The three of us pow-wowed on creativity, marketing, settling back in Texas after living all over everywhere, food, life living and love. Good stuff. Hugh also gave us a signed copy of his latest book, Ignore Everybody: And 39 other Keys to Creativity and I can’t put it down. Not only is it fresh & personal, gut-wrenchingly honest, both grossly cynical AND optimistic —so real, and from the heart, his cartoons are witty and barrel-laugh-out-loud-funny too. AND his Creativity Keys are in sync with the passion behind The Fire Tree Method…inspiring accountability and defying the inner critic of self sabotage in order to step into our power and claim our creative liberato! Just do it. I mean, really…what else are you gonna do with your life?
I am hooked… even shared bits with last night’s painting class… it speaks so well to the painting process here at the studio…like this excerpt where Hugh, when living and working in NYC, made the pivotal and heroic leap back to nurturing his innate spontaneous creativity:
“One evening, after one false start too many, I just gave up. Sitting at a bar, feeling a bit burned out by my work and life in general, I just started drawing on the back of business cards for no reason. I didn’t really need a reason. I just did it because it was there, because it amused me in a kind of random, arbitrary way.

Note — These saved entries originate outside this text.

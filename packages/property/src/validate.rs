//! Validation of raw property input.
//!
//! Every rule is checked independently and all violations are returned
//! together, so a client can correct a request in one round trip.

use chrono::NaiveDate;
use house_price_geography_models::states::canonical_state_name;
use house_price_geography_models::title_case;
use house_price_property_models::{PropertyField, PropertyInput, PropertyRecord};

use crate::{FieldError, SoldDateIssue, ValidationError};

/// Validates `input` and normalizes it into a [`PropertyRecord`].
///
/// The state is replaced by its canonical spelling and the city is
/// title-cased for display. When `sold` is omitted it is inferred from the
/// presence of `prev_sold_date`.
///
/// # Errors
///
/// Returns [`ValidationError`] listing every rule the input violates.
pub fn validate(input: &PropertyInput, today: NaiveDate) -> Result<PropertyRecord, ValidationError> {
    let mut errors = Vec::new();

    let state = required_text(input.state.as_deref(), PropertyField::State, &mut errors)
        .and_then(|state| {
            let canonical = canonical_state_name(state);
            if canonical.is_none() {
                errors.push(FieldError::InvalidState(state.to_string()));
            }
            canonical
        });
    let city = required_text(input.city.as_deref(), PropertyField::City, &mut errors);
    let beds = positive_count(input.beds, PropertyField::Beds, &mut errors);
    let baths = positive_count(input.baths, PropertyField::Baths, &mut errors);
    let living_area = positive_area(input.living_area, PropertyField::LivingArea, &mut errors);
    let land_area = positive_area(input.land_area, PropertyField::LandArea, &mut errors);

    let sold = input.sold.unwrap_or(input.prev_sold_date.is_some());
    if let Err(issue) = check_sold_date(sold, input.prev_sold_date, today) {
        errors.push(FieldError::InconsistentSoldDate(issue));
    }

    match (state, city, beds, baths, living_area, land_area) {
        (Some(state), Some(city), Some(beds), Some(baths), Some(living_area), Some(land_area))
            if errors.is_empty() =>
        {
            Ok(PropertyRecord {
                state: state.to_string(),
                city: title_case(city),
                beds,
                baths,
                living_area,
                land_area,
                prev_sold_date: input.prev_sold_date,
            })
        }
        _ => {
            log::debug!("Rejected property input: {} violation(s)", errors.len());
            Err(ValidationError { errors })
        }
    }
}

/// Checks the cross-field rule: sold ⟺ a sale date is present and not
/// after `today`.
///
/// # Errors
///
/// Returns the [`SoldDateIssue`] describing which side of the rule failed.
pub fn check_sold_date(
    sold: bool,
    prev_sold_date: Option<NaiveDate>,
    today: NaiveDate,
) -> Result<(), SoldDateIssue> {
    match (sold, prev_sold_date) {
        (true, None) => Err(SoldDateIssue::SoldWithoutDate),
        (true, Some(date)) if date > today => Err(SoldDateIssue::FutureDate(date)),
        (false, Some(_)) => Err(SoldDateIssue::DateWithoutSale),
        (true, Some(_)) | (false, None) => Ok(()),
    }
}

fn required_text<'a>(
    value: Option<&'a str>,
    field: PropertyField,
    errors: &mut Vec<FieldError>,
) -> Option<&'a str> {
    match value.map(str::trim) {
        None => {
            errors.push(FieldError::Missing(field));
            None
        }
        Some("") => {
            errors.push(FieldError::Empty(field));
            None
        }
        Some(text) => Some(text),
    }
}

#[allow(clippy::cast_possible_truncation, clippy::cast_sign_loss)]
fn positive_count(
    value: Option<f64>,
    field: PropertyField,
    errors: &mut Vec<FieldError>,
) -> Option<u32> {
    let Some(value) = value else {
        errors.push(FieldError::Missing(field));
        return None;
    };

    if !value.is_finite() || value <= 0.0 {
        errors.push(FieldError::NotPositive(field));
        None
    } else if value.fract() != 0.0 || value > f64::from(u32::MAX) {
        errors.push(FieldError::NotInteger(field));
        None
    } else {
        Some(value as u32)
    }
}

fn positive_area(
    value: Option<f64>,
    field: PropertyField,
    errors: &mut Vec<FieldError>,
) -> Option<f64> {
    match value {
        None => {
            errors.push(FieldError::Missing(field));
            None
        }
        Some(area) if area.is_finite() && area > 0.0 => Some(area),
        Some(_) => {
            errors.push(FieldError::NotPositive(field));
            None
        }
    }
}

Of course it was stupid. Or course it was not commercial. Of course it wasn’t going to go anywhere. Of course it was a complete and utter waste of time. But in retrospect, it was this built-in futility that gave it its edge. Because it was the exact opposite of all the “Big Plans” my peers and I were used to making. It was so liberating not to have to think about all that for a change.

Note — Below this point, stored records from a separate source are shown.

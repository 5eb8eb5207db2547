//! Ordinary least squares linear regression.
//!
//! The model is exported from the training pipeline as JSON:
//!
//! ```json
//! {
//!   "feature_names": ["beds", "baths", "living_area", "land_area",
//!                     "years_since_last_sold", "state_encoded", "city_encoded"],
//!   "coefficients": [1500.0, 9000.0, 1200.0, 2.5, -800.0, 0.7, 0.3],
//!   "intercept": -25000.0
//! }
//! ```
//!
//! `feature_names` is optional. When present it must match the service's
//! feature order exactly.

use std::path::Path;

use house_price_property_models::FeatureVector;
use serde::Deserialize;

use crate::{ModelError, PricePredictor};

#[derive(Debug, Deserialize)]
struct LinearRegressionFile {
    #[serde(default)]
    feature_names: Option<Vec<String>>,
    coefficients: Vec<f64>,
    intercept: f64,
}

/// A fitted linear regression over the seven property features.
#[derive(Debug, Clone, PartialEq)]
pub struct LinearRegression {
    coefficients: [f64; FeatureVector::LEN],
    intercept: f64,
}

impl LinearRegression {
    /// Creates a model from coefficients in feature order.
    ///
    /// # Errors
    ///
    /// Returns [`ModelError::NonFinite`] if any parameter is NaN or infinite.
    pub fn new(coefficients: [f64; FeatureVector::LEN], intercept: f64) -> Result<Self, ModelError> {
        for (name, value) in FeatureVector::NAMES.iter().zip(coefficients) {
            if !value.is_finite() {
                return Err(ModelError::NonFinite((*name).to_string()));
            }
        }
        if !intercept.is_finite() {
            return Err(ModelError::NonFinite("intercept".to_string()));
        }

        Ok(Self {
            coefficients,
            intercept,
        })
    }

    /// Reads and validates a model file.
    ///
    /// # Errors
    ///
    /// Returns [`ModelError`] if the file cannot be read or parsed, or if
    /// its parameters do not fit the service's feature vector.
    pub fn load(path: &Path) -> Result<Self, ModelError> {
        let contents = std::fs::read_to_string(path).map_err(|source| ModelError::Io {
            path: path.display().to_string(),
            source,
        })?;
        let model = Self::from_json_str(&contents)?;
        log::info!(
            "Loaded linear regression model from {} (intercept {})",
            path.display(),
            model.intercept
        );
        Ok(model)
    }

    /// Parses and validates a model document.
    ///
    /// # Errors
    ///
    /// Returns [`ModelError`] if the document is malformed or its
    /// parameters do not fit the service's feature vector.
    pub fn from_json_str(json: &str) -> Result<Self, ModelError> {
        let file: LinearRegressionFile = serde_json::from_str(json)?;

        if let Some(found) = file.feature_names {
            if found.iter().map(String::as_str).ne(FeatureVector::NAMES) {
                return Err(ModelError::FeatureOrder {
                    expected: FeatureVector::NAMES.iter().map(ToString::to_string).collect(),
                    found,
                });
            }
        }

        let found = file.coefficients.len();
        let coefficients: [f64; FeatureVector::LEN] = file
            .coefficients
            .try_into()
            .map_err(|_| ModelError::CoefficientCount {
                expected: FeatureVector::LEN,
                found,
            })?;

        Self::new(coefficients, file.intercept)
    }

    /// Coefficients in feature order.
    #[must_use]
    pub const fn coefficients(&self) -> &[f64; FeatureVector::LEN] {
        &self.coefficients
    }

    /// Intercept term.
    #[must_use]
    pub const fn intercept(&self) -> f64 {
        self.intercept
    }
}

impl PricePredictor for LinearRegression {
    fn predict(&self, features: &FeatureVector) -> f64 {
        self.coefficients
            .iter()
            .zip(features.to_array())
            .fold(self.intercept, |acc, (coef, x)| coef.mul_add(x, acc))
    }
}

It was so liberating to be doing something that didn’t have to impress anybody, for a change.
It was so liberating to be doing something that wasn’t a career move, for a change.

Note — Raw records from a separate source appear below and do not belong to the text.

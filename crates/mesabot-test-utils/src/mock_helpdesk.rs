// SPDX-FileCopyrightText: 2026 Mesabot Contributors
// SPDX-License-Identifier: MIT OR Apache-2.0

//! In-memory ticketing backend for deterministic testing.
//!
//! `MockHelpdesk` implements `HelpdeskAdapter` over plain maps. Listing
//! pages can be scripted, creation payloads are captured for assertion,
//! and every operation can be switched to fail for error-path tests.

use std::collections::{HashMap, HashSet, VecDeque};
use std::sync::Arc;
use std::sync::atomic::{AtomicBool, AtomicU64, Ordering};

use async_trait::async_trait;
use tokio::sync::Mutex;

use mesabot_core::MesabotError;
use mesabot_core::traits::adapter::PluginAdapter;
use mesabot_core::traits::helpdesk::HelpdeskAdapter;
use mesabot_core::types::{
    AdapterType, CancelOutcome, Contact, HealthStatus, IssuePage, StatusFilter, Technician,
    Ticket, TicketDraft, normalize_digits,
};

/// A mock ticketing backend for testing.
///
/// Tickets, contacts and technicians live in memory. `list_issues`
/// returns scripted pages pushed via `push_page()` (empty page when the
/// script runs out), matching how the real backend is exercised: the
/// flow engine re-filters whatever the backend returns.
pub struct MockHelpdesk {
    tickets: Mutex<HashMap<u64, Ticket>>,
    cancelled: Mutex<HashSet<u64>>,
    contacts: Mutex<Vec<Contact>>,
    technicians: Mutex<Vec<Technician>>,
    technician_phones: Mutex<HashMap<u64, String>>,
    pages: Mutex<VecDeque<IssuePage>>,
    created: Mutex<Vec<TicketDraft>>,
    rating_notes: Mutex<Vec<(u64, String)>>,
    list_calls: Mutex<Vec<(StatusFilter, Option<u64>, u64, u64)>>,
    next_id: AtomicU64,
    failing: AtomicBool,
}

impl MockHelpdesk {
    /// Create an empty mock backend.
    pub fn new() -> Self {
        Self {
            tickets: Mutex::new(HashMap::new()),
            cancelled: Mutex::new(HashSet::new()),
            contacts: Mutex::new(Vec::new()),
            technicians: Mutex::new(Vec::new()),
            technician_phones: Mutex::new(HashMap::new()),
            pages: Mutex::new(VecDeque::new()),
            created: Mutex::new(Vec::new()),
            rating_notes: Mutex::new(Vec::new()),
            list_calls: Mutex::new(Vec::new()),
            next_id: AtomicU64::new(1000),
            failing: AtomicBool::new(false),
        }
    }

    /// Seed a ticket.
    pub async fn add_ticket(&self, ticket: Ticket) {
        self.tickets.lock().await.insert(ticket.id, ticket);
    }

    /// Seed a contact.
    pub async fn add_contact(&self, contact: Contact) {
        self.contacts.lock().await.push(contact);
    }

    /// Seed a technician, optionally with a phone number on file.
    pub async fn add_technician(&self, technician: Technician, phone: Option<&str>) {
        if let Some(phone) = phone {
            self.technician_phones
                .lock()
                .await
                .insert(technician.id, phone.to_string());
        }
        self.technicians.lock().await.push(technician);
    }

    /// Script the next `list_issues` response.
    pub async fn push_page(&self, page: IssuePage) {
        self.pages.lock().await.push_back(page);
    }

    /// Make every operation return a backend error.
    pub fn set_failing(&self, failing: bool) {
        self.failing.store(failing, Ordering::SeqCst);
    }

    /// Drafts captured by `create_ticket`, in call order.
    pub async fn created(&self) -> Vec<TicketDraft> {
        self.created.lock().await.clone()
    }

    /// Rating notes captured by `add_rating_note`, in call order.
    pub async fn rating_notes(&self) -> Vec<(u64, String)> {
        self.rating_notes.lock().await.clone()
    }

    /// `(status, contact_id, offset, limit)` tuples from `list_issues` calls.
    pub async fn list_calls(&self) -> Vec<(StatusFilter, Option<u64>, u64, u64)> {
        self.list_calls.lock().await.clone()
    }

    fn fail_if_scripted(&self, operation: &str) -> Result<(), MesabotError> {
        if self.failing.load(Ordering::SeqCst) {
            return Err(MesabotError::Helpdesk {
                message: format!("mock backend failure during {operation}"),
                source: None,
            });
        }
        Ok(())
    }
}

impl Default for MockHelpdesk {
    fn default() -> Self {
        Self::new()
    }
}

/// Build a minimal ticket for seeding tests.
pub fn make_ticket(id: u64, subject: &str, status: &str) -> Ticket {
    Ticket {
        id,
        subject: subject.to_string(),
        status: status.to_string(),
        priority: Some("Normal".to_string()),
        assigned_to: None,
        author: None,
        created_on: Some("2026-08-01T12:00:00Z".to_string()),
        last_note: None,
        contact_phone: None,
    }
}

#[async_trait]
impl PluginAdapter for MockHelpdesk {
    fn name(&self) -> &str {
        "mock-helpdesk"
    }

    fn version(&self) -> semver::Version {
        semver::Version::new(0, 1, 0)
    }

    fn adapter_type(&self) -> AdapterType {
        AdapterType::Helpdesk
    }

    async fn health_check(&self) -> Result<HealthStatus, MesabotError> {
        Ok(HealthStatus::Healthy)
    }

    async fn shutdown(&self) -> Result<(), MesabotError> {
        Ok(())
    }
}

#[async_trait]
impl HelpdeskAdapter for MockHelpdesk {
    async fn get_ticket(&self, id: u64) -> Result<Option<Ticket>, MesabotError> {
        self.fail_if_scripted("get_ticket")?;
        Ok(self.tickets.lock().await.get(&id).cloned())
    }

    async fn create_ticket(&self, draft: &TicketDraft) -> Result<Ticket, MesabotError> {
        self.fail_if_scripted("create_ticket")?;
        self.created.lock().await.push(draft.clone());

        let assigned_to = match draft.assigned_to {
            Some(technician_id) => self
                .technicians
                .lock()
                .await
                .iter()
                .find(|t| t.id == technician_id)
                .map(|t| t.name.clone()),
            None => None,
        };
        let ticket = Ticket {
            id: self.next_id.fetch_add(1, Ordering::SeqCst),
            subject: draft.subject.clone(),
            status: "Nueva".to_string(),
            priority: Some("Normal".to_string()),
            assigned_to,
            author: Some("Mesa de Ayuda".to_string()),
            created_on: Some(chrono::Utc::now().to_rfc3339()),
            last_note: None,
            contact_phone: Some(draft.phone_digits.clone()),
        };
        self.tickets.lock().await.insert(ticket.id, ticket.clone());
        Ok(ticket)
    }

    async fn cancel_ticket(&self, id: u64) -> Result<CancelOutcome, MesabotError> {
        self.fail_if_scripted("cancel_ticket")?;
        let mut tickets = self.tickets.lock().await;
        let Some(ticket) = tickets.get_mut(&id) else {
            return Ok(CancelOutcome::NotFound);
        };
        let mut cancelled = self.cancelled.lock().await;
        if cancelled.contains(&id) {
            return Ok(CancelOutcome::AlreadyCancelled);
        }
        cancelled.insert(id);
        ticket.status = "Rechazada".to_string();
        Ok(CancelOutcome::Cancelled)
    }

    async fn list_issues(
        &self,
        status: StatusFilter,
        contact_id: Option<u64>,
        offset: u64,
        limit: u64,
    ) -> Result<IssuePage, MesabotError> {
        self.fail_if_scripted("list_issues")?;
        self.list_calls
            .lock()
            .await
            .push((status, contact_id, offset, limit));
        Ok(self.pages.lock().await.pop_front().unwrap_or_default())
    }

    async fn find_contact_by_phone(&self, phone: &str) -> Result<Option<Contact>, MesabotError> {
        self.fail_if_scripted("find_contact_by_phone")?;
        let wanted = normalize_digits(phone);
        if wanted.is_empty() {
            return Ok(None);
        }
        let contacts = self.contacts.lock().await;
        Ok(contacts
            .iter()
            .find(|c| {
                c.phones.iter().any(|p| {
                    let digits = normalize_digits(p);
                    !digits.is_empty() && (digits.contains(&wanted) || wanted.contains(&digits))
                })
            })
            .cloned())
    }

    async fn support_technicians(&self) -> Result<Vec<Technician>, MesabotError> {
        self.fail_if_scripted("support_technicians")?;
        Ok(self.technicians.lock().await.clone())
    }

    async fn technician_phone(&self, technician_id: u64) -> Result<Option<String>, MesabotError> {
        self.fail_if_scripted("technician_phone")?;
        Ok(self
            .technician_phones
            .lock()
            .await
            .get(&technician_id)
            .cloned())
    }

    async fn add_rating_note(&self, ticket_id: u64, note: &str) -> Result<(), MesabotError> {
        self.fail_if_scripted("add_rating_note")?;
        self.rating_notes
            .lock()
            .await
            .push((ticket_id, note.to_string()));
        Ok(())
    }
}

It was so liberating to feel complete sovereignty, for a change.
To feel complete freedom for a change. To have something that didn’t require somebody else’s money, or somebody else’s approval, for a change.
And of course it was then, and only then, that the outside world began paying attention.
The sovereignty you have over your work will inspire far more people than the actual content ever will. How your own sovereignty inspires other people to find their own sovereignty, their own sense of freedom and possibility, will give the work far more power that the work’s objective merits ever will.“
Ahhh, yeahhh! Genius, I say. G-e-n-i-u-s.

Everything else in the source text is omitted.